_Given information_:
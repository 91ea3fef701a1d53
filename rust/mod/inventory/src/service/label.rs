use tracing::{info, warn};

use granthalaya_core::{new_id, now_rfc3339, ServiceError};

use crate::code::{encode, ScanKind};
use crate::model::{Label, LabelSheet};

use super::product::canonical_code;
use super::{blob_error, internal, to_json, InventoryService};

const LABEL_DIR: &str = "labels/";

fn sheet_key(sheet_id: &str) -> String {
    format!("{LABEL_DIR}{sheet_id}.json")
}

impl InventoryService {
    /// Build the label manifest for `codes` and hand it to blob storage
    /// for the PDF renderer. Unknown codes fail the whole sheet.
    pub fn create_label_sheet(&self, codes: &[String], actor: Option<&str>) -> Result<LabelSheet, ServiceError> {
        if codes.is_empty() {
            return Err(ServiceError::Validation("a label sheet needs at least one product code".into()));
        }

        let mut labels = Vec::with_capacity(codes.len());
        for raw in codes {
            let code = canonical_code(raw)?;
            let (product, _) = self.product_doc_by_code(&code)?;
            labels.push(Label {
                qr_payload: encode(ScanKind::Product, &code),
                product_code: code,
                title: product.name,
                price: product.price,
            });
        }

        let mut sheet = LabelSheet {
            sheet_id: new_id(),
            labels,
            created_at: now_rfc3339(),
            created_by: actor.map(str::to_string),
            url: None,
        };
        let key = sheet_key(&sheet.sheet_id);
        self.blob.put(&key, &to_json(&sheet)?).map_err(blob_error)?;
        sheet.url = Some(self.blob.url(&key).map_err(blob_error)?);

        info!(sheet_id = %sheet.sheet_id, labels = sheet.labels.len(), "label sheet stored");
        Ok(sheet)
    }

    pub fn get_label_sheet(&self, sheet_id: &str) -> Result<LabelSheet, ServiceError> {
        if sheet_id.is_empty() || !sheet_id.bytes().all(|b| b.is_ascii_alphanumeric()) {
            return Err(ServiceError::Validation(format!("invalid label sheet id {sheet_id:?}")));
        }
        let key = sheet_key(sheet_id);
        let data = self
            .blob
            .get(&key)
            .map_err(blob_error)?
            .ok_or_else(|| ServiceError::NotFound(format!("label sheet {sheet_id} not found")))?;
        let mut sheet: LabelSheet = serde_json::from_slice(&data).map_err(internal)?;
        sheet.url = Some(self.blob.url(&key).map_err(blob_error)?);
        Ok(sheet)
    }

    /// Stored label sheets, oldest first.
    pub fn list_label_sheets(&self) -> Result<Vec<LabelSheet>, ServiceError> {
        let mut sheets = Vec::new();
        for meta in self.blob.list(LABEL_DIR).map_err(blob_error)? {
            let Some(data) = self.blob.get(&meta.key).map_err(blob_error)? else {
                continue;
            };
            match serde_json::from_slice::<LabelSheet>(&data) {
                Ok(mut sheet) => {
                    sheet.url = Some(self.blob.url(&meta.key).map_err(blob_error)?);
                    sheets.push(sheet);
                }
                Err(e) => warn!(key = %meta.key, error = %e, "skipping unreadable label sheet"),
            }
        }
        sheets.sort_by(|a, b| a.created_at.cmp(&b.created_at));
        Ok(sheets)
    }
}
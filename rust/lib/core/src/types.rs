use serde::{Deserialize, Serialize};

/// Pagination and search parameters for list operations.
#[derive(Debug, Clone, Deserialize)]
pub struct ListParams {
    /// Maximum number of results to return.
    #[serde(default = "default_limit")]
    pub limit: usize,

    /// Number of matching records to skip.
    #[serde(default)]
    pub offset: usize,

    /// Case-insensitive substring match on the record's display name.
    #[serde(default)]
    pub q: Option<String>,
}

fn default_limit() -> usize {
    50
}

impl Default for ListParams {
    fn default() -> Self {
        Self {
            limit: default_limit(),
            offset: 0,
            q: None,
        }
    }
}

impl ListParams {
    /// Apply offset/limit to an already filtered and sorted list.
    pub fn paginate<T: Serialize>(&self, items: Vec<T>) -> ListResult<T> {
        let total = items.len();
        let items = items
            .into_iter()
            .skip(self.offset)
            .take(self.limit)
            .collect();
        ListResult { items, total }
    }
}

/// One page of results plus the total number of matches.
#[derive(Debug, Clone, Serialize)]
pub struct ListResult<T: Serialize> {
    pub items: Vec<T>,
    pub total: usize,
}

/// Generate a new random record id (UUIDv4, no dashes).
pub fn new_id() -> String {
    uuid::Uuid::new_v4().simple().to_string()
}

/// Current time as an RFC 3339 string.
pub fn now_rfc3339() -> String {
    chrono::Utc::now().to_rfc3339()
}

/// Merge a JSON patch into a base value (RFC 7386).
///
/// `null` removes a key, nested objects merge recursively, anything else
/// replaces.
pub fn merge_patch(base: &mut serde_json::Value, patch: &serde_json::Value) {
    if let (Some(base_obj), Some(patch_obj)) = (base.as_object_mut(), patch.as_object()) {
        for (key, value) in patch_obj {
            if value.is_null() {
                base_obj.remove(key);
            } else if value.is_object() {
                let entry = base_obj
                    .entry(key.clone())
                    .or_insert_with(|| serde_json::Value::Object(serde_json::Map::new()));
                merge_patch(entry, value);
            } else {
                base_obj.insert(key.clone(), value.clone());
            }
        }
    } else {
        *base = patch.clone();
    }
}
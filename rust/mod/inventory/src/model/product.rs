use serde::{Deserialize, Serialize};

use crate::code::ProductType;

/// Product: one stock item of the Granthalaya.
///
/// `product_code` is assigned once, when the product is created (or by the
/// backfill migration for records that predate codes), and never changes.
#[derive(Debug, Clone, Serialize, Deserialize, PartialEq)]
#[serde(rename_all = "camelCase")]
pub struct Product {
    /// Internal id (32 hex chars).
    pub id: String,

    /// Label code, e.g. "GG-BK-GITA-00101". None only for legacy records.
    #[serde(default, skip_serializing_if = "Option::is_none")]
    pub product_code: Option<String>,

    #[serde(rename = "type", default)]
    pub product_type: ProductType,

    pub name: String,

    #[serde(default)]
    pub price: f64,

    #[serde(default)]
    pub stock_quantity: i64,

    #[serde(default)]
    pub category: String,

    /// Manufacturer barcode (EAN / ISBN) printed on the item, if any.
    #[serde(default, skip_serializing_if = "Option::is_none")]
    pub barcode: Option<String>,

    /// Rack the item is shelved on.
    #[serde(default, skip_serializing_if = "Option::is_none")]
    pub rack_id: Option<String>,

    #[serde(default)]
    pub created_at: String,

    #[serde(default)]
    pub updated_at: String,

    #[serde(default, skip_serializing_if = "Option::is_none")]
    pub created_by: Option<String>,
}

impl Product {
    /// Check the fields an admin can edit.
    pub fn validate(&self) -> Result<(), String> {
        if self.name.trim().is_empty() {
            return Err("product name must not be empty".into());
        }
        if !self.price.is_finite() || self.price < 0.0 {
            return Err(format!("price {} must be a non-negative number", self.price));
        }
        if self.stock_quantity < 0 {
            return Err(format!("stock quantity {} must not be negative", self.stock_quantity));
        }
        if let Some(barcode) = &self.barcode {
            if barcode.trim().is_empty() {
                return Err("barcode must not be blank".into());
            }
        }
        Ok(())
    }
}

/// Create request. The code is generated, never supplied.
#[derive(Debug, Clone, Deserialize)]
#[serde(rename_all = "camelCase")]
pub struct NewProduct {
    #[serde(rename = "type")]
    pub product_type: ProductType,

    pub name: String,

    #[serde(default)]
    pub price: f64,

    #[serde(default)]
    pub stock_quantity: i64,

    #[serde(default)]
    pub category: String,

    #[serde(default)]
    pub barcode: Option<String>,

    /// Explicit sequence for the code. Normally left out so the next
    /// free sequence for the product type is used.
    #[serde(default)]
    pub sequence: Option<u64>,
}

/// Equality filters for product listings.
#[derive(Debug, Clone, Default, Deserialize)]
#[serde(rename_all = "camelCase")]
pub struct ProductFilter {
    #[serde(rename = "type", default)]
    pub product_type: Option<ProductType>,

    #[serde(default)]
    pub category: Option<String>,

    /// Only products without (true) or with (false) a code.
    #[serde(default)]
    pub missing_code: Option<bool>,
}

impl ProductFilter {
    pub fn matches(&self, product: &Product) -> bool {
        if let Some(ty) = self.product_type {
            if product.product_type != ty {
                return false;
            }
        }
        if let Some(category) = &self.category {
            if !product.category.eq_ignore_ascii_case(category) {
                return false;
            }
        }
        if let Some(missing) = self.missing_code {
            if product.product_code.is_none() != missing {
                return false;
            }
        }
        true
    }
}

_Brief_: Copy each line of the entries that includes the word "true".

_Answer to this task_:
    /// Only products without (true) or with (false) a code.
        true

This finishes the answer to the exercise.